**Work required**
Below are records; count the lines among them that include the string "next", and state only the number.

**Data excerpts**
★ ★ ★ ★ ★
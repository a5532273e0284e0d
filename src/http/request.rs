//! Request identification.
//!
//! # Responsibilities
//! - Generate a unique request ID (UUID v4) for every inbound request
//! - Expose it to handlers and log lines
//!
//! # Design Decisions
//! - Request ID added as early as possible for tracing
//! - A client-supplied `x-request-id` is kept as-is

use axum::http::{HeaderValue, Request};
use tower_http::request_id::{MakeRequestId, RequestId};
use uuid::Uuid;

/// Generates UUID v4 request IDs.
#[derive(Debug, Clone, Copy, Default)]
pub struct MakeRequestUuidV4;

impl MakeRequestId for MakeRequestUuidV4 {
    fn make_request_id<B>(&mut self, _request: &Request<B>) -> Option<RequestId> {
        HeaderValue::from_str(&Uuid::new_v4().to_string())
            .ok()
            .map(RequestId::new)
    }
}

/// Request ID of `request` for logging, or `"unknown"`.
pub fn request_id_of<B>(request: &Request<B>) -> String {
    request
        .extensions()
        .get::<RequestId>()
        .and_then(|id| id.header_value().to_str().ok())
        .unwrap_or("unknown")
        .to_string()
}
★ ★ ★ ★ ★
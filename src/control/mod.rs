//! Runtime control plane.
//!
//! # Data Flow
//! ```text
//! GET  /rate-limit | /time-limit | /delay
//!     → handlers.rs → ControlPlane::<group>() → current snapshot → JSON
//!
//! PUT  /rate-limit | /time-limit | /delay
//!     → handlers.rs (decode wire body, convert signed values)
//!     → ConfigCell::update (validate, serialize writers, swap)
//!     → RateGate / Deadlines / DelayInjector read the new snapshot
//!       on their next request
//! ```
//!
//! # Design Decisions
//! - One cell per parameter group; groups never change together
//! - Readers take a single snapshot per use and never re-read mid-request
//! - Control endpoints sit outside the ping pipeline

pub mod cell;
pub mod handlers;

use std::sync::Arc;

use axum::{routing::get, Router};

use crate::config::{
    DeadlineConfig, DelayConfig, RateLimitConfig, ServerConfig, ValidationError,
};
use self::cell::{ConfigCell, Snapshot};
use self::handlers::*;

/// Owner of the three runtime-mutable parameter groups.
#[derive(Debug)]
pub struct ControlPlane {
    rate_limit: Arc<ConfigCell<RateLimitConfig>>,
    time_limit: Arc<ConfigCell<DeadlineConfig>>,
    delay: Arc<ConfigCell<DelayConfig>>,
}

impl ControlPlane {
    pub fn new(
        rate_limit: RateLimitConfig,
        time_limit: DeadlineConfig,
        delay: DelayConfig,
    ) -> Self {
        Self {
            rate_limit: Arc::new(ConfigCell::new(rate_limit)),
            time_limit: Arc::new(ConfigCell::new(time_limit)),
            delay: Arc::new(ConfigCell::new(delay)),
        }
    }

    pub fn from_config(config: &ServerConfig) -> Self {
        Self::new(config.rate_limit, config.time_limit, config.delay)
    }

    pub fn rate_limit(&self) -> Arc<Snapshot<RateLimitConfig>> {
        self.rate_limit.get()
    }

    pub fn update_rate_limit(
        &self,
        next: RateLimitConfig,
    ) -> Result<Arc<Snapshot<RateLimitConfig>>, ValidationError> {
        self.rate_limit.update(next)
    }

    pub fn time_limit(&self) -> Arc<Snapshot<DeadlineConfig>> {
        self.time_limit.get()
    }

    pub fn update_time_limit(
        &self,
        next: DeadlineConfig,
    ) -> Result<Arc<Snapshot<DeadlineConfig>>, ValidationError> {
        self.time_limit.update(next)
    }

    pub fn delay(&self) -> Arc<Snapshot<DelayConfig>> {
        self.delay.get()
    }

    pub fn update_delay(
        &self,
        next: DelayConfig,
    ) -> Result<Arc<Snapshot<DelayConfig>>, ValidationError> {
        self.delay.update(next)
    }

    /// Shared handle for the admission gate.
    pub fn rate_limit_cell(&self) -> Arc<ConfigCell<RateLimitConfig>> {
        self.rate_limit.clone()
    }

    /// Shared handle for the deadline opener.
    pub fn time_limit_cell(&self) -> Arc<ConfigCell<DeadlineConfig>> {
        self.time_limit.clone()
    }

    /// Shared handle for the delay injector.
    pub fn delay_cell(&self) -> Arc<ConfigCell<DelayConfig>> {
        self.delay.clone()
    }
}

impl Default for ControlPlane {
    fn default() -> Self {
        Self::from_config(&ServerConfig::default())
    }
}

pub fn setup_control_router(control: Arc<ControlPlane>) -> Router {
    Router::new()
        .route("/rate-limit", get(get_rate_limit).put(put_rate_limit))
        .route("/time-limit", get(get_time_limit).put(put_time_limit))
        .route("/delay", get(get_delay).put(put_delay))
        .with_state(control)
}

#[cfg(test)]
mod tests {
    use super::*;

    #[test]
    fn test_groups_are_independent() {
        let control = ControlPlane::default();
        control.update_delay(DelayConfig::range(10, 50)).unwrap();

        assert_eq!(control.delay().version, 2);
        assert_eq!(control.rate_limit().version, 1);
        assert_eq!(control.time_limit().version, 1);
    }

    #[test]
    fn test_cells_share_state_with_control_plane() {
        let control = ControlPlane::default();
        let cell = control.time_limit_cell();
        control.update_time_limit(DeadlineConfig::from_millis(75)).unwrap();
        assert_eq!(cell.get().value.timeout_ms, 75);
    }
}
★ ★ ★ ★ ★
**Exercise response**
7